Following a review of the record, and after consideration of the parties’ arguments,
the Court grants the motion to amend without a further modification of the scheduling order
deadlines.
Discussion
Rule 15(a)(1) of the Federal Rules of Civil Procedure permits a litigant to amend a
pleading “once as a matter of course,” subject to certain time constraints. In the case of an
answer, freedom to amend without leave of court is permitted within 21 days of the date
on which the answer was filed. Fed. R. Civ. P. 15(a)(1)(A). Thereafter, leave of court is
required, though leave should be granted “freely . . . when justice so requires.” Fed. R.

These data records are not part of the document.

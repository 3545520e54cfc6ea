//! History of recent refresh cycles.
//!
//! Each cycle gets an id and a list of timestamped log lines so operators can
//! see what the last few refreshes did without digging through server logs.

use chrono::{DateTime, Local};
use parking_lot::RwLock;
use serde::Serialize;
use std::collections::VecDeque;
use std::sync::Arc;
use uuid::Uuid;

use super::refresh::RefreshTrigger;

/// Number of cycles kept in memory.
pub const DEFAULT_HISTORY: usize = 20;

/// A single log line with timestamp and message.
#[derive(Debug, Clone, Serialize)]
pub struct LogEntry {
    pub timestamp: DateTime<Local>,
    pub level: LogLevel,
    pub message: String,
}

#[derive(Debug, Clone, Copy, PartialEq, Eq, Serialize)]
#[serde(rename_all = "lowercase")]
pub enum LogLevel {
    Info,
    Success,
    Warning,
    Error,
}

#[derive(Debug, Clone, Copy, PartialEq, Eq, Serialize)]
#[serde(rename_all = "lowercase")]
pub enum CycleStatus {
    Running,
    Completed,
    Failed,
}

/// One refresh cycle and its log.
#[derive(Debug, Clone, Serialize)]
pub struct Cycle {
    pub cycle_id: String,
    pub trigger: RefreshTrigger,
    pub status: CycleStatus,
    pub started_at: DateTime<Local>,
    pub finished_at: Option<DateTime<Local>>,
    /// Generation published by this cycle, if it got that far.
    pub generation: Option<u64>,
    pub logs: Vec<LogEntry>,
}

/// Bounded in-memory cycle history, newest last.
#[derive(Clone)]
pub struct CycleTracker {
    cycles: Arc<RwLock<VecDeque<Cycle>>>,
    capacity: usize,
}

impl CycleTracker {
    pub fn new() -> Self {
        Self::with_capacity(DEFAULT_HISTORY)
    }

    pub fn with_capacity(capacity: usize) -> Self {
        Self {
            cycles: Arc::new(RwLock::new(VecDeque::with_capacity(capacity))),
            capacity: capacity.max(1),
        }
    }

    /// Open a new cycle and return its id. Evicts the oldest cycle when full.
    pub fn start(&self, trigger: RefreshTrigger) -> String {
        let cycle_id = Uuid::new_v4().to_string();
        let cycle = Cycle {
            cycle_id: cycle_id.clone(),
            trigger,
            status: CycleStatus::Running,
            started_at: Local::now(),
            finished_at: None,
            generation: None,
            logs: vec![],
        };
        let mut cycles = self.cycles.write();
        while cycles.len() >= self.capacity {
            cycles.pop_front();
        }
        cycles.push_back(cycle);
        cycle_id
    }

    pub fn log(&self, cycle_id: &str, level: LogLevel, message: impl Into<String>) {
        self.update(cycle_id, |cycle| {
            cycle.logs.push(LogEntry {
                timestamp: Local::now(),
                level,
                message: message.into(),
            });
        });
    }

    pub fn set_generation(&self, cycle_id: &str, generation: u64) {
        self.update(cycle_id, |cycle| cycle.generation = Some(generation));
    }

    pub fn complete(&self, cycle_id: &str) {
        self.update(cycle_id, |cycle| {
            cycle.status = CycleStatus::Completed;
            cycle.finished_at = Some(Local::now());
        });
    }

    pub fn fail(&self, cycle_id: &str, error_message: impl Into<String>) {
        self.update(cycle_id, |cycle| {
            let now = Local::now();
            cycle.status = CycleStatus::Failed;
            cycle.finished_at = Some(now);
            cycle.logs.push(LogEntry {
                timestamp: now,
                level: LogLevel::Error,
                message: error_message.into(),
            });
        });
    }

    pub fn get(&self, cycle_id: &str) -> Option<Cycle> {
        self.cycles
            .read()
            .iter()
            .find(|c| c.cycle_id == cycle_id)
            .cloned()
    }

    /// Recent cycles, newest first.
    pub fn recent(&self) -> Vec<Cycle> {
        self.cycles.read().iter().rev().cloned().collect()
    }

    fn update(&self, cycle_id: &str, f: impl FnOnce(&mut Cycle)) {
        let mut cycles = self.cycles.write();
        if let Some(cycle) = cycles.iter_mut().find(|c| c.cycle_id == cycle_id) {
            f(cycle);
        }
    }
}

impl Default for CycleTracker {
    fn default() -> Self {
        Self::new()
    }
}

Civ. P. 15(a)(2); see also Foman v. Davis, 371 U.S. 178, 182 (1962). The standard is
elevated, however, when the motion seeking leave to amend is filed after the deadline for
amendment of the pleadings found in the court’s scheduling order. A motion to amend that
is filed beyond the scheduling order deadline requires an amendment of the scheduling
order. To obtain an amendment of the scheduling order, a party must demonstrate “good
cause.” Johnson v. Spencer Press of Maine, Inc., 211 F.R.D. 27, 30 (D. Me. 2002); El–
Hajj v. Fortis Benefits Ins. Co., 156 F. Supp. 2d 27, 34 (D. Me. 2001); Fed. R. Civ. P.

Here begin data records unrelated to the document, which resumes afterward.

//! Tabular records as pulled from the ERP.

use chrono::NaiveDateTime;
use serde::ser::{SerializeMap, Serializer};
use serde::Serialize;
use std::fmt;

use super::department::{DepartmentSchema, FieldKind};

/// Format used for timestamps in JSON and flat files.
pub const TIMESTAMP_FORMAT: &str = "%Y-%m-%d %H:%M:%S%.f";

/// A single scalar value of a record field.
#[derive(Debug, Clone, PartialEq)]
pub enum FieldValue {
    Null,
    Text(String),
    Integer(i64),
    Float(f64),
    Timestamp(NaiveDateTime),
}

impl FieldValue {
    pub fn kind(&self) -> Option<FieldKind> {
        match self {
            FieldValue::Null => None,
            FieldValue::Text(_) => Some(FieldKind::Text),
            FieldValue::Integer(_) => Some(FieldKind::Integer),
            FieldValue::Float(_) => Some(FieldKind::Float),
            FieldValue::Timestamp(_) => Some(FieldKind::Timestamp),
        }
    }

    pub fn as_str(&self) -> Option<&str> {
        match self {
            FieldValue::Text(s) => Some(s),
            _ => None,
        }
    }

    pub fn as_f64(&self) -> Option<f64> {
        match self {
            FieldValue::Integer(v) => Some(*v as f64),
            FieldValue::Float(v) => Some(*v),
            _ => None,
        }
    }
}

impl fmt::Display for FieldValue {
    fn fmt(&self, f: &mut fmt::Formatter<'_>) -> fmt::Result {
        match self {
            FieldValue::Null => Ok(()),
            FieldValue::Text(s) => f.write_str(s),
            FieldValue::Integer(v) => write!(f, "{}", v),
            FieldValue::Float(v) => write!(f, "{}", v),
            FieldValue::Timestamp(ts) => write!(f, "{}", ts.format(TIMESTAMP_FORMAT)),
        }
    }
}

impl Serialize for FieldValue {
    fn serialize<S: Serializer>(&self, serializer: S) -> Result<S::Ok, S::Error> {
        match self {
            FieldValue::Null => serializer.serialize_none(),
            FieldValue::Text(s) => serializer.serialize_str(s),
            FieldValue::Integer(v) => serializer.serialize_i64(*v),
            FieldValue::Float(v) => serializer.serialize_f64(*v),
            FieldValue::Timestamp(ts) => serializer.collect_str(&ts.format(TIMESTAMP_FORMAT)),
        }
    }
}

impl From<&str> for FieldValue {
    fn from(value: &str) -> Self {
        FieldValue::Text(value.to_string())
    }
}

impl From<String> for FieldValue {
    fn from(value: String) -> Self {
        FieldValue::Text(value)
    }
}

impl From<i64> for FieldValue {
    fn from(value: i64) -> Self {
        FieldValue::Integer(value)
    }
}

impl From<f64> for FieldValue {
    fn from(value: f64) -> Self {
        FieldValue::Float(value)
    }
}

impl From<NaiveDateTime> for FieldValue {
    fn from(value: NaiveDateTime) -> Self {
        FieldValue::Timestamp(value)
    }
}

/// A mapping of field name to scalar value.
///
/// Fields keep their insertion order, which after [`Record::conform`] is the
/// department schema order. Serializes as a JSON object in that order.
#[derive(Debug, Clone, Default, PartialEq)]
pub struct Record {
    fields: Vec<(String, FieldValue)>,
}

impl Record {
    pub fn new() -> Self {
        Self::default()
    }

    /// Builder-style insert.
    pub fn with(mut self, name: impl Into<String>, value: impl Into<FieldValue>) -> Self {
        self.insert(name, value);
        self
    }

    /// Insert or replace a field value.
    pub fn insert(&mut self, name: impl Into<String>, value: impl Into<FieldValue>) {
        let name = name.into();
        let value = value.into();
        match self.fields.iter_mut().find(|(n, _)| *n == name) {
            Some(slot) => slot.1 = value,
            None => self.fields.push((name, value)),
        }
    }

    pub fn get(&self, name: &str) -> Option<&FieldValue> {
        self.fields.iter().find(|(n, _)| n == name).map(|(_, v)| v)
    }

    pub fn len(&self) -> usize {
        self.fields.len()
    }

    pub fn is_empty(&self) -> bool {
        self.fields.is_empty()
    }

    pub fn iter(&self) -> impl Iterator<Item = (&str, &FieldValue)> {
        self.fields.iter().map(|(n, v)| (n.as_str(), v))
    }

    /// Check the record against a schema and rebuild it in schema order.
    ///
    /// Integers are widened when the schema expects a float. Missing fields,
    /// unknown fields and kind mismatches are rejected; `Null` fits any kind.
    pub fn conform(mut self, schema: &DepartmentSchema) -> Result<Record, String> {
        if let Some((name, _)) = self.fields.iter().find(|(n, _)| schema.field(n).is_none()) {
            return Err(format!("unexpected field '{}'", name));
        }

        let mut ordered = Vec::with_capacity(schema.fields.len());
        for spec in schema.fields {
            let idx = self
                .fields
                .iter()
                .position(|(n, _)| n == spec.name)
                .ok_or_else(|| format!("missing field '{}'", spec.name))?;
            let (name, value) = self.fields.swap_remove(idx);
            let value = match (spec.kind, value) {
                (FieldKind::Float, FieldValue::Integer(v)) => FieldValue::Float(v as f64),
                (expected, value) => match value.kind() {
                    None => value,
                    Some(kind) if kind == expected => value,
                    Some(kind) => {
                        return Err(format!(
                            "field '{}' expected {:?}, got {:?}",
                            spec.name, expected, kind
                        ))
                    }
                },
            };
            ordered.push((name, value));
        }

        Ok(Record { fields: ordered })
    }
}

impl Serialize for Record {
    fn serialize<S: Serializer>(&self, serializer: S) -> Result<S::Ok, S::Error> {
        let mut map = serializer.serialize_map(Some(self.fields.len()))?;
        for (name, value) in &self.fields {
            map.serialize_entry(name, value)?;
        }
        map.end()
    }
}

16(b)(4). A court’s decision on good cause “focuses on the diligence (or lack thereof) of
the moving party more than it does on any prejudice to the party-opponent.” Steir v. Girl
Scouts of the USA, 383 F.3d 7, 12 (1st Cir. 2004). “Particularly disfavored are motions to
amend whose timing prejudices the opposing party by ‘requiring a re-opening of discovery
with additional costs, a significant postponement of the trial, and a likely major alteration
in trial tactics and strategy.’” Id. (quoting Acosta–Mestre v. Hilton Int'l of P.R., Inc., 156
F.3d 49, 52 (1st Cir. 1998)). It falls to the court’s discretion whether to grant a late motion
to amend, and that discretion should be exercised on the basis of the particular facts and
circumstances of the case. Id.
Here, the Court is satisfied that the defense was generated by information learned
through discovery and that Defendant was not dilatory in requesting the amendment. The
Court, therefore, concludes that Defendant has demonstrated good cause for the
amendment, and will permit Defendant to file an amended answer to Plaintiff’s complaint.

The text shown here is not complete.